Task objective: Count how many lines in the material below hold the word "replicas"; the reply is that number alone.

Data to examine:
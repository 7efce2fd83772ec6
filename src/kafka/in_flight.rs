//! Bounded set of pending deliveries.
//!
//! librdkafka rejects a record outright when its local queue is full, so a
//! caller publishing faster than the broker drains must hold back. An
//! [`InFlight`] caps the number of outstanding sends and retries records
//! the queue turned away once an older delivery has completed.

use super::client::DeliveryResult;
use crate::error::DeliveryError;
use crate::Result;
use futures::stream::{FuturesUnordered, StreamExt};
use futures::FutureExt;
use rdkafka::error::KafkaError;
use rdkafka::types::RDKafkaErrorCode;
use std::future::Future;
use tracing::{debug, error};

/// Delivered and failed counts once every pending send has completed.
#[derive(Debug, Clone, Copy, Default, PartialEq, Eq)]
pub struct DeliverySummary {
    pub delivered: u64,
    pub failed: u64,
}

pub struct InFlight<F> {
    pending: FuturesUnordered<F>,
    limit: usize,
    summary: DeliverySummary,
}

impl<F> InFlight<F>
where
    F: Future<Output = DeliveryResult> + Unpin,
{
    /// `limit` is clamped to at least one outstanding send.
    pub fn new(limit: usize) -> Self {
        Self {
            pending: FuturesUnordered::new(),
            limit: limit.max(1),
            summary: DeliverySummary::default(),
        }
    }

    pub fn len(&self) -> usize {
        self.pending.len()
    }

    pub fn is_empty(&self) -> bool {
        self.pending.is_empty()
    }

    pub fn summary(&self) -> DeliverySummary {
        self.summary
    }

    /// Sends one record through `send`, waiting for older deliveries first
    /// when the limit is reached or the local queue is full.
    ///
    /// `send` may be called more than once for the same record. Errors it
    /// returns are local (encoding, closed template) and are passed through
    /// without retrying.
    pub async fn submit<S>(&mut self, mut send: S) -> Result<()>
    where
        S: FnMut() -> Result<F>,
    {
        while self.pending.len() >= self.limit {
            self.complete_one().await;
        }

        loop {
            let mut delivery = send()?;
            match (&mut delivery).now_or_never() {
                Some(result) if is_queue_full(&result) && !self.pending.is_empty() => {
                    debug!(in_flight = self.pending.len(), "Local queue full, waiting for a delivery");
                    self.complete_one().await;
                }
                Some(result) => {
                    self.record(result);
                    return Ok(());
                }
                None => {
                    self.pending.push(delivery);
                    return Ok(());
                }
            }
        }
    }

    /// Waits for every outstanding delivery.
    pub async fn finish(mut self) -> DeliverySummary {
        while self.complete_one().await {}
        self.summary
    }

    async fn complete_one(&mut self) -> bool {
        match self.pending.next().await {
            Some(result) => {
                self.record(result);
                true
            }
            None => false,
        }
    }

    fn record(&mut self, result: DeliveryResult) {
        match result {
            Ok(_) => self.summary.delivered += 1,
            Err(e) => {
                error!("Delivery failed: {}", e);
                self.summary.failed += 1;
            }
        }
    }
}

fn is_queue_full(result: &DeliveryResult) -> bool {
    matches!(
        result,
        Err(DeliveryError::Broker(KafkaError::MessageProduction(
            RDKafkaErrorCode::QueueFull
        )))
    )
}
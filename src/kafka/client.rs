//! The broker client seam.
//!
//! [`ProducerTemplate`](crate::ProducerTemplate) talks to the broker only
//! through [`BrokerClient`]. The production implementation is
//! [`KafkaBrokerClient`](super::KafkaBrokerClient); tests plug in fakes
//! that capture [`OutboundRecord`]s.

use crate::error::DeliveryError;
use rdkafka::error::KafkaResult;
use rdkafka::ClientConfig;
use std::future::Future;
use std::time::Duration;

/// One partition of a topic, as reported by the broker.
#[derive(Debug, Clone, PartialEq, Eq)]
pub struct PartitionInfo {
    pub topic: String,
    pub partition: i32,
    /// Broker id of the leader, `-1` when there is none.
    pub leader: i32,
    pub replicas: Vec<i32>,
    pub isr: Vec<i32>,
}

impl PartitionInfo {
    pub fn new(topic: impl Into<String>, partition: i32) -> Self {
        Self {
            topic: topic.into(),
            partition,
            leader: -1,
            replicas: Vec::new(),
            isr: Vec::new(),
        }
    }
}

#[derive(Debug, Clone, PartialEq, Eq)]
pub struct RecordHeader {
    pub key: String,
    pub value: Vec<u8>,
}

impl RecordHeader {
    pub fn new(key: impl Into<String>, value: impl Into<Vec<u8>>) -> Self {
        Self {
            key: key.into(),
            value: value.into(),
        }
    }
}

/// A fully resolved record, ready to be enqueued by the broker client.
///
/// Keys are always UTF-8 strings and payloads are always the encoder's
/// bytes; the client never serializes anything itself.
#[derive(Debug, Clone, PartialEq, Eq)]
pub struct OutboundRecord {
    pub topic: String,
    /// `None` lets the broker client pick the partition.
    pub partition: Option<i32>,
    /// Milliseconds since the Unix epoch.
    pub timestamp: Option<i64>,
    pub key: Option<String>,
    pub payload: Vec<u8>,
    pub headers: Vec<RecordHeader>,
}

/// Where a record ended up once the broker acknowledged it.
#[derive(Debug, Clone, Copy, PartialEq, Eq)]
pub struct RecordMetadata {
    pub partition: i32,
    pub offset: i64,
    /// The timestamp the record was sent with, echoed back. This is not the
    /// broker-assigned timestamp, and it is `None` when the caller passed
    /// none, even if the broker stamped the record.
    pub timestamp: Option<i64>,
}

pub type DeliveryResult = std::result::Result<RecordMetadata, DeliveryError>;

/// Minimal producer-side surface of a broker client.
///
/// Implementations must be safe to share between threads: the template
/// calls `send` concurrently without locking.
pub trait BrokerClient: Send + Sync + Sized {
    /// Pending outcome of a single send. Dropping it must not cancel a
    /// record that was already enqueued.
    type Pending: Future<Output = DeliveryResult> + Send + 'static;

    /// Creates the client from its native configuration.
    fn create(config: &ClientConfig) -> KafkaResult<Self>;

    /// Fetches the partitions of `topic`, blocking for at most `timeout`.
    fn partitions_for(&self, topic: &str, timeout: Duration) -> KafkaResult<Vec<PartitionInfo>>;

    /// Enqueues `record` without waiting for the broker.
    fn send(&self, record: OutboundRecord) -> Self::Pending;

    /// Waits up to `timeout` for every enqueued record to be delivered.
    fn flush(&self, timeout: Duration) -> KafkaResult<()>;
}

Your solution: 2